Institute for Clinical Diabetology, German Diabetes Center, Leibniz Center for Diabetes Research at Heinrich Heine University, Düsseldorf, Germany.
German Center for Diabetes Research (DZD e. V.), Partner Düsseldorf, Neuherberg, Germany.
J Clin Endocrinol Metab. 2022 Sep 28;107(10):e4167-e4176. doi: 10.1210/clinem/dgac480.

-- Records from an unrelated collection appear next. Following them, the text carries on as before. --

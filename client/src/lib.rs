//! Hookboard Client - session, API and auth layer for the webhook backend.
//!
//! This crate is the thin, typed access layer the Hookboard console is built on.
//! The backend owns all business logic (subscription lifecycle, delivery,
//! retries, signatures); this crate only talks to it.
//!
//! # Modules
//!
//! - [`config`]: Configuration from environment variables
//! - [`error`]: Error types for client operations
//! - [`types`]: Wire types (users, subscriptions, events)
//! - [`session`]: Persistent storage for the bearer token
//! - [`api`]: HTTP client with bearer injection and 401 interception
//! - [`auth`]: Explicit authentication state container

pub mod api;
pub mod auth;
pub mod config;
pub mod error;
pub mod session;
pub mod types;

pub use api::{ApiClient, InterceptPolicy, SessionEvent};
pub use auth::{AuthContext, AuthState};
pub use config::Config;
pub use error::{AuthError, ClientError, RequestError, Result};
pub use session::{FileSessionStore, MemorySessionStore, SessionStore, SessionToken};
pub use types::{
    AuthResponse, NewSubscription, SubscriptionDetail, TestFireResponse, User, WebhookEvent,
    WebhookSubscription,
};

Endothelial dysfunction may occur early in the development of cardiovascular and metabolic diseases; however, it remains often underestimated and studies rarely discriminate between diabetes types. We have examined endothelial function and its determinants during the early course of type 1 and type 2 diabetes.

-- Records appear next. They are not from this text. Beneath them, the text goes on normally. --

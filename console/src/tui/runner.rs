//! Drives [`AppState`] against a terminal and the backend.
//!
//! [`perform`] executes one [`Effect`] and reports its outcome as an
//! [`ApiEvent`]. [`App::run`] owns the loop: draw, wait for the next event,
//! hand it to the state, and dispatch the resulting effects on spawned tasks.

use chrono::Utc;
use hookboard_client::{ApiClient, SessionEvent};
use tokio::sync::{broadcast, mpsc, oneshot};
use tracing::{debug, info, warn};

use super::app::{ApiEvent, AppState, Effect, EventHandler, LoginMode, TuiEvent};
use super::terminal::Tui;
use super::ui;
use crate::error::TuiError;

/// Capacity of the UI event channel.
const EVENT_CHANNEL_CAPACITY: usize = 256;

/// Performs a backend effect.
///
/// Returns `None` for effects that are not backend requests
/// ([`Effect::ToggleTunnel`] mutates the tester and is handled by the loop).
pub async fn perform(api: &ApiClient, effect: Effect) -> Option<ApiEvent> {
    let event = match effect {
        Effect::RestoreSession => ApiEvent::SessionRestored(api.profile().await),
        Effect::Authenticate {
            mode,
            email,
            password,
        } => {
            let result = match mode {
                LoginMode::SignIn => api.login(&email, password.expose()).await,
                LoginMode::Register => api.register(&email, password.expose()).await,
            };
            ApiEvent::Authenticated(result)
        }
        Effect::LoadDashboard(ticket) => ApiEvent::DashboardLoaded {
            ticket,
            result: api.list_subscriptions().await,
        },
        Effect::LoadTester(ticket) => ApiEvent::TesterLoaded {
            ticket,
            result: api.list_subscriptions().await,
        },
        Effect::CreateSubscription(request) => {
            ApiEvent::Created(api.create_subscription(&request).await)
        }
        Effect::CancelSubscription(id) => {
            ApiEvent::ActionSettled(api.cancel_subscription(&id).await.map(|_| ()))
        }
        Effect::DeleteSubscription(id) => {
            ApiEvent::ActionSettled(api.delete_subscription(&id).await)
        }
        Effect::LoadDetails { id, ticket } => ApiEvent::DetailsLoaded {
            ticket,
            result: api.subscription(&id).await,
        },
        Effect::FireTestEvent(prepared) => {
            let result = api
                .fire_test_event(
                    &prepared.subscription_id,
                    &prepared.event_type,
                    &prepared.payload,
                )
                .await;
            ApiEvent::TestFired {
                result,
                at: Utc::now(),
            }
        }
        Effect::ToggleTunnel => return None,
    };
    Some(event)
}

/// Forwards session notifications from the client into the UI channel.
///
/// Ends when either side closes. A lagged receiver only loses duplicates of
/// the same expiry, so lag is logged and skipped.
pub async fn forward_session_events(
    mut session_rx: broadcast::Receiver<SessionEvent>,
    event_tx: mpsc::Sender<TuiEvent>,
) {
    loop {
        match session_rx.recv().await {
            Ok(event) => {
                if event_tx.send(TuiEvent::Session(event)).await.is_err() {
                    break;
                }
            }
            Err(broadcast::error::RecvError::Lagged(skipped)) => {
                debug!(skipped, "Session event receiver lagged");
            }
            Err(broadcast::error::RecvError::Closed) => break,
        }
    }
}

/// The interactive console application.
pub struct App {
    state: AppState,
    event_tx: mpsc::Sender<TuiEvent>,
    event_rx: mpsc::Receiver<TuiEvent>,
}

impl App {
    #[must_use]
    pub fn new(state: AppState) -> Self {
        let (event_tx, event_rx) = mpsc::channel(EVENT_CHANNEL_CAPACITY);
        Self {
            state,
            event_tx,
            event_rx,
        }
    }

    #[must_use]
    pub fn state(&self) -> &AppState {
        &self.state
    }

    /// Runs until the user quits.
    ///
    /// # Errors
    ///
    /// Returns `TuiError::Render` if drawing fails and `TuiError::Event` if
    /// the input loop dies.
    pub async fn run(mut self, tui: &mut Tui) -> Result<(), TuiError> {
        let (shutdown_tx, shutdown_rx) = oneshot::channel();
        let handler = EventHandler::new(self.event_tx.clone(), shutdown_rx);
        let input_task = tokio::spawn(handler.run());
        let session_task = tokio::spawn(forward_session_events(
            self.state.auth.api().subscribe(),
            self.event_tx.clone(),
        ));

        let startup = self.state.start();
        self.dispatch(startup).await;

        let result = self.event_loop(tui).await;

        let _ = shutdown_tx.send(());
        session_task.abort();
        match input_task.await {
            Ok(Ok(())) => {}
            Ok(Err(e)) => warn!(error = %e, "Input loop ended with an error"),
            Err(e) => warn!(error = %e, "Input task failed"),
        }
        info!("Console closed");
        result
    }

    async fn event_loop(&mut self, tui: &mut Tui) -> Result<(), TuiError> {
        loop {
            tui.draw(|frame| ui::render(frame, &self.state))?;

            let Some(event) = self.event_rx.recv().await else {
                return Err(TuiError::Event("event channel closed".to_string()));
            };
            let effects = self.state.handle_event(event);
            self.dispatch(effects).await;

            if self.state.should_quit {
                return Ok(());
            }
        }
    }

    async fn dispatch(&mut self, effects: Vec<Effect>) {
        for effect in effects {
            if effect == Effect::ToggleTunnel {
                if let Err(e) = self.state.tester.toggle_tunnel().await {
                    self.state.status = Some(e.to_string());
                }
                continue;
            }

            let api = self.state.auth.api().clone();
            let event_tx = self.event_tx.clone();
            tokio::spawn(async move {
                if let Some(event) = perform(&api, effect).await {
                    let _ = event_tx.send(TuiEvent::Api(event)).await;
                }
            });
        }
    }
}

Caucasian participants of the prospective German Diabetes Study (GDS) with known diabetes duration <1 year (n = 398) or without diabetes, but of similar age, body mass index (BMI) and sex distribution (n = 109), underwent measurements of flow-mediated dilation (FMD) and nitroglycerin-mediated dilatation (NMD). Whole-body insulin sensitivity (M-value) was assessed by hyperinsulinemic-euglycemic clamps and physical fitness (VO2max) by spiroergometry. A subset of individuals with type 1 or type 2 diabetes (n = 108) was re-evaluated after 5 years.
At baseline, neither FMD nor NMD differed between people with diabetes and the matched glucose-tolerant groups. At the 5-year follow-up, decline in FMD (-13.9%, P = .013) of persons with type 2 diabetes was independent of age, sex, and BMI, but associated with baseline adipose tissue insulin resistance and indices of liver fibrosis. The M-value decreased in both type 1 and type 2 diabetes groups by 24% and 15% (both P < .001, respectively) over 5 years. Higher HbA1c, lower M-value, and lower VO2max at baseline was associated with lower FMD in both type 1 and type 2 diabetes.
Endothelial function decreases during the early course of type 2 diabetes. In addition to age and BMI, insulin sensitivity at diagnosis was the best predictor of progressive impairment in endothelial function in type 2 diabetes.
内皮功能障碍可能在心血管和代谢疾病的早期发展中发生;然而,它仍然经常被低估,而且研究很少区分糖尿病类型。我们检查了 1 型和 2 型糖尿病早期内皮功能及其决定因素。
参加前瞻性德国糖尿病研究(GDS)的白种人参与者,已知糖尿病病程<1 年(n=398)或无糖尿病,但年龄、体重指数(BMI)和性别分布相似(n=109),接受血流介导的扩张(FMD)和硝酸甘油介导的扩张(NMD)测量。全身胰岛素敏感性(M 值)通过高胰岛素-正常血糖钳夹评估,身体适应性(VO2max)通过呼吸功测量评估。1 型或 2 型糖尿病患者的亚组(n=108)在 5 年后重新评估。
在基线时,糖尿病患者和匹配的葡萄糖耐受人群之间的 FMD 或 NMD 没有差异。在 5 年的随访中,2 型糖尿病患者的 FMD 下降(-13.9%,P=0.013)与年龄、性别和 BMI 无关,但与基线脂肪组织胰岛素抵抗和肝纤维化指数相关。1 型和 2 型糖尿病组的 M 值在 5 年内分别下降了 24%和 15%(均 P<0.001)。较高的 HbA1c、较低的 M 值和较低的 VO2max 与 1 型和 2 型糖尿病患者的 FMD 降低相关。
在 2 型糖尿病的早期阶段,内皮功能下降。除年龄和 BMI 外,诊断时的胰岛素敏感性是 2 型糖尿病内皮功能进行性损害的最佳预测指标。